Les élèves à poursuivre les écoles du comté de Loudon après la suspension ont maintenu des plaintes sur la fille dans les vestiaires
Deux élèves du lycée de Virginie se dirigent vers la cour fédérale après que les écoles publiques du comté de Loudoun ont rejeté leur appel contre une décision de harcèlement sexuel du titre IX.
Les garçons, étudiants de deuxième année de Stone Bridge High School, situés à environ 35 miles au nord-ouest de Washington, DC, ont été disciplinés en mars après avoir exprimé leur inconfort à propos d'un camarade de classe transgenre, une femme biologique, utilisant le vestiaire des garçons.
L'incident, capturé en vidéo, s'est produit lorsqu'une étudiante, qui s'identifie comme un homme, a été autorisée à changer dans les vestiaires des garçons. Après un cours de gym, l'élève a utilisé son téléphone pour enregistrer plusieurs garçons qui se demandaient pourquoi une fille était dans leur vestiaire.
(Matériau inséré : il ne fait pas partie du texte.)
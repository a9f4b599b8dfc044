//! The durable event log a `TableAggregate` emits and replays. Every event carries enough data
//! to make replay deterministic without consulting anything outside the store: hole cards ride
//! along in `CardsDealt`, community cards in `CommunityCardsDealt`, and so on.
use crate::currency::Currency;
use crate::engine::{Street, TableType};
use crate::ids::{EventId, HandId, SessionId, TableId, UserId};
use crate::pot::PotId;
use crate::{cards::Card, PlayerId};
use chrono::{DateTime, Utc};
use serde::{Deserialize, Serialize};

#[derive(Debug, Clone, Copy, PartialEq, Eq, Serialize, Deserialize)]
pub enum BetKind {
    Bet,
    Call,
    Raise,
    Check,
    Fold,
    AllIn,
}

#[derive(Debug, Clone, Copy, PartialEq, Eq, Serialize, Deserialize)]
pub enum WinType {
    Showdown,
    Fold,
}

#[derive(Debug, Clone, PartialEq, Serialize, Deserialize)]
pub struct PotResult {
    pub id: PotId,
    pub amount: Currency,
    pub is_side: bool,
    pub eligible_players: Vec<PlayerId>,
    pub winners: Vec<PlayerId>,
}

/// One domain fact about a table. `#[serde(tag = "kind")]` makes every serialized event a
/// self-describing JSON object the Event Store can persist without knowing the schema.
#[derive(Debug, Clone, PartialEq, Serialize, Deserialize)]
#[serde(tag = "kind")]
pub enum DomainEvent {
    TableCreated {
        name: String,
        table_type: TableType,
        max_players: u8,
        small_blind: Currency,
        big_blind: Currency,
    },
    PlayerJoined {
        user_id: UserId,
    },
    PlayerSeated {
        user_id: UserId,
        seat: u8,
        buy_in: Currency,
    },
    PlayerLeft {
        user_id: UserId,
        final_chips: Currency,
    },
    HandStarted {
        hand_id: HandId,
        dealer_seat: u8,
        sb_seat: u8,
        bb_seat: u8,
        deck_seed: crate::cards::DeckSeed,
    },
    CardsDealt {
        hand_id: HandId,
        player_id: PlayerId,
        cards: [Card; 2],
    },
    CommunityCardsDealt {
        hand_id: HandId,
        stage: Street,
        cards: Vec<Card>,
    },
    PlayerAction {
        hand_id: HandId,
        player_id: PlayerId,
        action: BetKind,
        amount: Currency,
        total_bet: Currency,
        remaining_chips: Currency,
        is_allin: bool,
    },
    HandEnded {
        hand_id: HandId,
        winners: Vec<PlayerId>,
        pots: Vec<PotResult>,
        win_type: WinType,
    },
    BuyIn {
        user_id: UserId,
        session_id: SessionId,
        amount: Currency,
    },
    CashOut {
        user_id: UserId,
        session_id: SessionId,
        amount: Currency,
    },
    WinningsDistributed {
        hand_id: HandId,
        postings: Vec<(PlayerId, Currency)>,
    },
    /// Compensating event for step 6 of the Table Actor loop: the ledger failed after events
    /// were already durably persisted. Not named in the distilled event list, but required by
    /// the error-handling policy that names it explicitly.
    MoneyMovementFailed {
        tx_refs: Vec<String>,
        reason: String,
    },
}

/// The envelope every stored event shares, wrapping a schema-free `DomainEvent` payload.
#[derive(Debug, Clone, PartialEq, Serialize, Deserialize)]
pub struct EventRecord {
    pub id: EventId,
    pub aggregate_id: TableId,
    pub version: u64,
    pub timestamp: DateTime<Utc>,
    pub user_id: Option<UserId>,
    pub payload: DomainEvent,
}

impl EventRecord {
    pub fn new(
        aggregate_id: TableId,
        version: u64,
        timestamp: DateTime<Utc>,
        user_id: Option<UserId>,
        payload: DomainEvent,
    ) -> Self {
        Self {
            id: EventId::new(),
            aggregate_id,
            version,
            timestamp,
            user_id,
            payload,
        }
    }
}

#[cfg(test)]
mod tests {
    use super::*;

    #[test]
    fn event_round_trips_through_json() {
        let event = DomainEvent::PlayerAction {
            hand_id: HandId::new(),
            player_id: 1,
            action: BetKind::Raise,
            amount: 20.into(),
            total_bet: 30.into(),
            remaining_chips: 970.into(),
            is_allin: false,
        };
        let s = serde_json::to_string(&event).unwrap();
        let back: DomainEvent = serde_json::from_str(&s).unwrap();
        assert_eq!(event, back);
    }

    #[test]
    fn record_round_trips_through_json() {
        let record = EventRecord::new(
            TableId::new(),
            1,
            Utc::now(),
            None,
            DomainEvent::TableCreated {
                name: "high-stakes".into(),
                max_players: 6,
                small_blind: 5.into(),
                big_blind: 10.into(),
            },
        );
        let s = serde_json::to_string(&record).unwrap();
        let back: EventRecord = serde_json::from_str(&s).unwrap();
        assert_eq!(record, back);
    }
}
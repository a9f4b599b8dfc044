//! The runtime's error taxonomy. Extends the teacher's `database::DbError`-style
//! one-enum-per-crate pattern with the Concurrency/Resource/Lifecycle classes spec.md §7 names,
//! `#[from]`-wrapping `poker_core::GameError` and `diesel::result::Error` instead of the manual
//! `From` impls the teacher hand-wrote for `DbError`.
use derive_more::{Display, Error, From};
use poker_core::GameError;

#[derive(Debug, Display, Error, From)]
pub enum ServerError {
    /// A pure Hand-Engine/Aggregate rejection: bad command, out of turn, etc.
    Game(GameError),
    /// The Event Store's compare-and-set lost a race: another writer already advanced this
    /// aggregate past the version this command expected.
    ConcurrencyConflict,
    /// A session already exists for this `(user, table)` pair.
    SessionExists,
    /// The ledger reports a balance too low to cover the requested posting.
    InsufficientFunds,
    /// A player tried to act with more chips committed than they have.
    InsufficientChips,
    /// The ledger could not be reached or the transaction failed for a reason unrelated to
    /// balance.
    LedgerUnavailable,
    /// A per-turn or per-hand timer fired before the expected actor responded.
    Timeout,
    /// The operation was cancelled, e.g. the table actor shut down mid-command.
    Cancelled,
    /// The caller's bearer token didn't resolve to an authorized session.
    Unauthorized,
    Db(diesel::result::Error),
}
//! The `Table` value a `TableAggregate` owns: static configuration plus the single `GameState`
//! (the "Game" in the data model) it drives. Players are referenced by seat/`PlayerId` here, never
//! by pointer — a `Session` elsewhere in the server only ever stores a `TableId`.
use crate::currency::Currency;
use crate::engine::{GameState, TableType};
use crate::ids::TableId;
use serde::{Deserialize, Serialize};

#[derive(Debug, Clone, Copy, PartialEq, Eq, Serialize, Deserialize)]
pub enum TableStatus {
    Waiting,
    Active,
    Paused,
    Closed,
}

impl Default for TableStatus {
    fn default() -> Self {
        Self::Waiting
    }
}

#[derive(Debug, Clone, Copy, PartialEq, Eq, Serialize, Deserialize)]
pub struct BuyInRange {
    pub min: Currency,
    pub max: Currency,
}

impl BuyInRange {
    pub fn contains(&self, amount: Currency) -> bool {
        amount >= self.min && amount <= self.max
    }

    /// The default range the spec's configuration names: 20x/200x the big blind.
    pub fn default_for_blind(big_blind: Currency) -> Self {
        Self {
            min: big_blind * 20,
            max: big_blind * 200,
        }
    }
}

#[derive(Debug, Clone, Copy, PartialEq, Eq, Serialize, Deserialize)]
pub struct Blinds {
    pub small_blind: Currency,
    pub big_blind: Currency,
}

/// Table-level policy knobs that don't belong in the pure hand engine: timers and the rake
/// policy. Durations are seconds; a server-side config layer turns these into `Duration`s.
#[derive(Debug, Clone, Copy, PartialEq, Eq, Serialize, Deserialize)]
pub struct TableConfig {
    pub action_timeout_secs: u32,
    pub hand_timeout_secs: u32,
    pub auto_start_delay_secs: u32,
}

impl Default for TableConfig {
    fn default() -> Self {
        Self {
            action_timeout_secs: 30,
            hand_timeout_secs: 600,
            auto_start_delay_secs: 3,
        }
    }
}

#[derive(Debug, Clone, Serialize, Deserialize)]
pub struct Table {
    pub id: TableId,
    pub name: String,
    pub table_type: TableType,
    pub status: TableStatus,
    pub max_players: u8,
    pub blinds: Blinds,
    pub buy_in_range: BuyInRange,
    pub config: TableConfig,
    /// The hand's live state: deck, streets, pots. Reset between hands, never between tables.
    pub game: GameState,
}

impl Table {
    pub fn new(
        id: TableId,
        name: String,
        table_type: TableType,
        max_players: u8,
        blinds: Blinds,
    ) -> Self {
        Self {
            id,
            name,
            table_type,
            status: TableStatus::Waiting,
            max_players,
            buy_in_range: BuyInRange::default_for_blind(blinds.big_blind),
            blinds,
            config: TableConfig::default(),
            game: GameState::with_blinds(blinds.small_blind, blinds.big_blind),
        }
    }
}

#[cfg(test)]
mod tests {
    use super::*;

    #[test]
    fn buy_in_range_defaults_to_20x_200x_big_blind() {
        let range = BuyInRange::default_for_blind(10.into());
        assert_eq!(range.min, 200.into());
        assert_eq!(range.max, 2000.into());
        assert!(range.contains(1000.into()));
        assert!(!range.contains(100.into()));
        assert!(!range.contains(2001.into()));
    }
}
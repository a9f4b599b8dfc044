//! Server --> Client payloads: the authoritative table view, session info, and balance updates.
//! Field shapes follow spec.md §6's `update-game`/`update-balance` literally.
use chrono::{DateTime, Utc};
use poker_core::cards::Card;
use poker_core::engine::{State, TableType};
use poker_core::ids::{SessionId, TableId, UserId};
use poker_core::{Currency, PlayerId, PotId};
use serde::{Deserialize, Serialize};

#[derive(Debug, Clone, PartialEq, Serialize, Deserialize)]
pub struct PotView {
    pub id: PotId,
    pub amount: Currency,
    pub eligible_players: Vec<PlayerId>,
}

/// One seat as shown to a particular viewer. `hole_cards` is `None` for every seat but the
/// viewer's own, mirroring `poker_core::engine::GameState::filtered_changes_since`'s
/// hole-card redaction.
#[derive(Debug, Clone, PartialEq, Serialize, Deserialize)]
pub struct SeatView {
    pub seat: u8,
    pub player_id: PlayerId,
    pub chips: Currency,
    pub current_bet: Currency,
    pub hole_cards: Option<[Card; 2]>,
    pub folded: bool,
    pub all_in: bool,
}

#[derive(Debug, Clone, PartialEq, Serialize, Deserialize)]
pub struct GameView {
    pub table_id: TableId,
    pub table_type: TableType,
    pub state: State,
    pub community_cards: Vec<Card>,
    pub pots: Vec<PotView>,
    pub seats: Vec<SeatView>,
    pub action_seat: Option<u8>,
}

/// `update-game.session_info` shape from spec.md §6.
#[derive(Debug, Clone, PartialEq, Serialize, Deserialize)]
pub struct SessionInfo {
    pub user_id: UserId,
    pub session_id: Option<SessionId>,
    pub seat_number: Option<u8>,
    pub is_seated: bool,
    pub has_session: bool,
}

#[derive(Debug, Clone, Copy, PartialEq, Eq, Serialize, Deserialize)]
#[serde(rename_all = "snake_case")]
pub enum ChangeType {
    BuyIn,
    Win,
    CashOut,
    TransferIn,
    TransferOut,
    BalanceCheck,
}

/// `update-balance` fields from spec.md §6.
#[derive(Debug, Clone, PartialEq, Serialize, Deserialize)]
pub struct BalanceUpdate {
    pub main_balance: Currency,
    pub game_balance: Currency,
    pub currency: String,
    pub transaction_id: Option<String>,
    pub change_amount: Currency,
    pub change_type: ChangeType,
    pub timestamp: DateTime<Utc>,
}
En réponse à la vidéo, les garçons ont reçu une suspension de 10 jours et une marque permanente sur leurs dossiers académiques.
Après que les écoles publiques du comté de Loudoun (LCPS) ont récemment publié un refus final d'appel, le Fondat Freedoms Law Center (FFLC) a annoncé qu'ils préparaient un procès, en partenariat avec America First Legal, pour défendre les garçons et leurs familles.
Le procès exigera la suppression des accusations du titre IX des dossiers des garçons, un arrêt immédiat de la suspension en cours de l'étudiant toujours inscrit dans le district, et une compensation pour « des préjudices émotionnels, de réputation et éducatifs sévères » infligés aux familles, selon des avocats.
Le président de la FFLC, Victoria Cobb, a qualifié la décision du district de «maltraitement d'autorité».
« En étiquetant à tort ces garçons comme des harceleurs sexuels, le comté de Loudoun arme le titre IX pour punir la liberté d'expression et la conviction religieuse », a déclaré Cobb. « Aucun enfant ne devrait être suspendu ou une cicatrice permanente sur son dossier simplement pour défendre leur intimité. »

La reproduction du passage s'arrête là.